WORK ORDER
Which of the lines in the data mention the string "EscrowAmount"? List them all.
═══
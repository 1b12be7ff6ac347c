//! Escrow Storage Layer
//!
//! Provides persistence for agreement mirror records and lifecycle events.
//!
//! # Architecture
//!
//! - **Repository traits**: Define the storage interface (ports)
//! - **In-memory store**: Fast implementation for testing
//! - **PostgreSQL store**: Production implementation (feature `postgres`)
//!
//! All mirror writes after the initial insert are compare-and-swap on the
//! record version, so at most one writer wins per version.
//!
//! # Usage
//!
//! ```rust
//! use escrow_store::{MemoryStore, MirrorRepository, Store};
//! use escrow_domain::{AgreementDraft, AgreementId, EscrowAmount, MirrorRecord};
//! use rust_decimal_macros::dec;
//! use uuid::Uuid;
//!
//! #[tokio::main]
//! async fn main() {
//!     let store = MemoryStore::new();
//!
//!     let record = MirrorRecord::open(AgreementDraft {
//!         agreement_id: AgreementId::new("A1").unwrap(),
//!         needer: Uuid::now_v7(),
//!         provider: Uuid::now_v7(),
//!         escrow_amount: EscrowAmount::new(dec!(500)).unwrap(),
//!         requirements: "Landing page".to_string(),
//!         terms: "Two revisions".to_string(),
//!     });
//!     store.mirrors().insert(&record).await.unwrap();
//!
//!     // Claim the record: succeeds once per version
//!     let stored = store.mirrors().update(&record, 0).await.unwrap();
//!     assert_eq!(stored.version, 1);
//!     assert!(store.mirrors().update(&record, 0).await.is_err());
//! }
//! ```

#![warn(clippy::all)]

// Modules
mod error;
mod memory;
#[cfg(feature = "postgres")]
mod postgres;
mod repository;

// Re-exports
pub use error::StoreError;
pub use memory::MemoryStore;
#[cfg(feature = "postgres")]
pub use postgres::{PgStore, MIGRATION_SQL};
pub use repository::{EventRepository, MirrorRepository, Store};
═══
EXPECTED OUTPUT
//! use escrow_domain::{AgreementDraft, AgreementId, EscrowAmount, MirrorRecord};
//!         escrow_amount: EscrowAmount::new(dec!(500)).unwrap(),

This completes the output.